Они сюда пришли с Александра с Первого, когда они поляков били. Они никого не касаются теперь. Имение не его; имение теперь у этого толстого разбойника из города. И с ним фахторов сын в компании. А ему только усадьба оставлена. Лучше бы стенку развалить на кирпич, на печки. Такая ужасная стена. Теперь пропадает. Все равно.

Я - читатель Публичной библиотеки с 1912 года.

Я никогда не забуду впечатления, которое на меня произвел когда-то выданный мне в читальную залу из отделения журнал двадцатых годов "Московский вестник". Поля журнала были сплошь исписаны карандашом, крупным, дрожащим, проволочным почерком. И по почерку и по резкости заметок на полях я признал Вяземского. Я тотчас об этом сказал и сразу был приглашен читать в отделение. Я получил "Московский вестник" в тот день не как читатель, а как подписчик.

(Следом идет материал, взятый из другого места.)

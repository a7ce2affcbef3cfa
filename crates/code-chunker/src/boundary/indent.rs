use super::grammar::Grammar;
use super::tree::TreeBuilder;
use super::{lead_start, ScanOptions};
use crate::language::Language;
use crate::line_index::{content_len, LineIndex};
use crate::types::UnitKind;

#[derive(Debug, Clone, Copy, PartialEq, Eq)]
enum Lex {
    Code,
    Str { quote: u8, triple: bool, start: usize },
}

/// String- and bracket-aware line lexer; `#` starts a comment
struct Lexer {
    language: Language,
    min_literal_bytes: usize,
    state: Lex,
    brackets: usize,
    literals: Vec<(usize, usize)>,
}

impl Lexer {
    /// Whether the next line starts a new logical line
    fn at_logical_start(&self) -> bool {
        self.state == Lex::Code && self.brackets == 0
    }

    /// Lex `bytes[start..end]`, returning where a trailing comment starts
    fn line(&mut self, bytes: &[u8], start: usize, end: usize) -> usize {
        let mut i = start;
        while i < end {
            let byte = bytes[i];
            match self.state {
                Lex::Str {
                    quote,
                    triple,
                    start: literal_start,
                } => {
                    if byte == b'\\' {
                        i += 2;
                        continue;
                    }
                    if byte == b'\n' && !triple && !self.language.quote_spans_lines(quote) {
                        self.state = Lex::Code;
                        i += 1;
                        continue;
                    }
                    if byte != quote {
                        i += 1;
                        continue;
                    }
                    let close = if triple {
                        if bytes[i..].starts_with(&[quote, quote, quote]) {
                            i + 3
                        } else {
                            i += 1;
                            continue;
                        }
                    } else {
                        i + 1
                    };
                    if close - literal_start >= self.min_literal_bytes {
                        self.literals.push((literal_start, close));
                    }
                    self.state = Lex::Code;
                    i = close;
                }
                Lex::Code => {
                    match byte {
                        b'#' => return i,
                        b'"' | b'\'' => {
                            let triple = self.language.has_triple_quotes()
                                && bytes[i..].starts_with(&[byte, byte, byte]);
                            self.state = Lex::Str {
                                quote: byte,
                                triple,
                                start: i,
                            };
                            i += if triple { 3 } else { 1 };
                            continue;
                        }
                        b'(' | b'[' | b'{' => self.brackets += 1,
                        b')' | b']' | b'}' => self.brackets = self.brackets.saturating_sub(1),
                        _ => {}
                    }
                    i += 1;
                }
            }
        }
        end
    }
}

/// Scan an indentation-structured language. Frame aux values hold the
/// indentation width of the header line.
pub(super) fn scan(
    text: &str,
    language: Language,
    lines: &LineIndex,
    grammar: &Grammar,
    options: &ScanOptions,
) -> (TreeBuilder, Vec<(usize, usize)>) {
    let bytes = text.as_bytes();
    let mut builder = TreeBuilder::new(bytes.len());
    let mut lexer = Lexer {
        language,
        min_literal_bytes: options.min_literal_bytes,
        state: Lex::Code,
        brackets: 0,
        literals: Vec::new(),
    };
    let mut last_code_end = 0usize;

    for line_no in 1..=lines.line_count() {
        let range = lines.line_range(line_no);
        let line_end = range.start + content_len(&bytes[range.clone()]);
        let long = options.is_long(&bytes[range.clone()]);
        let logical_start = lexer.at_logical_start();
        let code_end = lexer.line(bytes, range.start, range.end);

        let raw = &text[range.start..line_end];
        let code = text[range.start..code_end.min(line_end)].trim();
        let has_code = if logical_start {
            !code.is_empty()
        } else {
            !raw.trim().is_empty()
        };

        if logical_start && has_code {
            let indent = indent_width(raw);

            if language == Language::Ruby && is_ruby_end(code) {
                close_deeper(&mut builder, indent, last_code_end);
                if builder.top_aux() == Some(indent) {
                    builder.close(range.end);
                }
                last_code_end = range.end;
                continue;
            }

            close_at_or_deeper(&mut builder, indent, last_code_end);

            if !long {
                if let Some(decl) = grammar.match_line(language, raw) {
                    let lead = lead_start(text, language, lines, line_no);
                    builder.open(decl.kind, decl.name, lead, range.start, indent);
                } else if opens_block(language, code) {
                    builder.open(UnitKind::Block, None, range.start, range.start, indent);
                }
            }
        }

        if long {
            builder.leaf(UnitKind::Statement, None, range.start, range.end, true);
        }
        if has_code {
            last_code_end = range.end;
        }
    }

    while builder.top_aux().is_some() {
        builder.close(last_code_end);
    }

    (builder, lexer.literals)
}

/// Close frames whose header is indented at least as far as this line
fn close_at_or_deeper(builder: &mut TreeBuilder, indent: usize, end: usize) {
    while builder.top_aux().is_some_and(|frame_indent| frame_indent >= indent) {
        builder.close(end);
    }
}

fn close_deeper(builder: &mut TreeBuilder, indent: usize, end: usize) {
    while builder.top_aux().is_some_and(|frame_indent| frame_indent > indent) {
        builder.close(end);
    }
}

fn indent_width(line: &str) -> usize {
    let mut width = 0;
    for ch in line.chars() {
        match ch {
            ' ' => width += 1,
            '\t' => width = (width / 8 + 1) * 8,
            _ => break,
        }
    }
    width
}

fn opens_block(language: Language, code: &str) -> bool {
    match language {
        Language::Ruby => {
            let first = code.split_whitespace().next().unwrap_or_default();
            matches!(
                first,
                "if" | "unless" | "while" | "until" | "case" | "begin" | "for"
            ) || code == "do"
                || code.ends_with(" do")
                || (code.contains(" do |") && code.ends_with('|'))
        }
        _ => code.ends_with(':'),
    }
}

fn is_ruby_end(code: &str) -> bool {
    code == "end"
        || code
            .strip_prefix("end")
            .is_some_and(|rest| rest.starts_with(|c: char| !(c.is_alphanumeric() || c == '_')))
}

Приключения с книгами бывают не менее удивительные, чем с людьми.

Я как-то отрицал принадлежность Пушкину одного слабого стихотворения, которое упорно ему приписывал один маститый тогдашний пушкинист, и отрицал на основании той же статьи (в журнале восьмидесятых годов), по которой авторство приписывалось Пушкину. В статье, между прочим, рассказывалось, как брат Пушкина, Лев Сергеевич, прочел автору статьи это стихотворение, а на прямой вопрос, обращенный к нему: принадлежит ли стихотворение А. С. Пушкину, ответил полным запамятованием и решительно отказался об этом высказаться.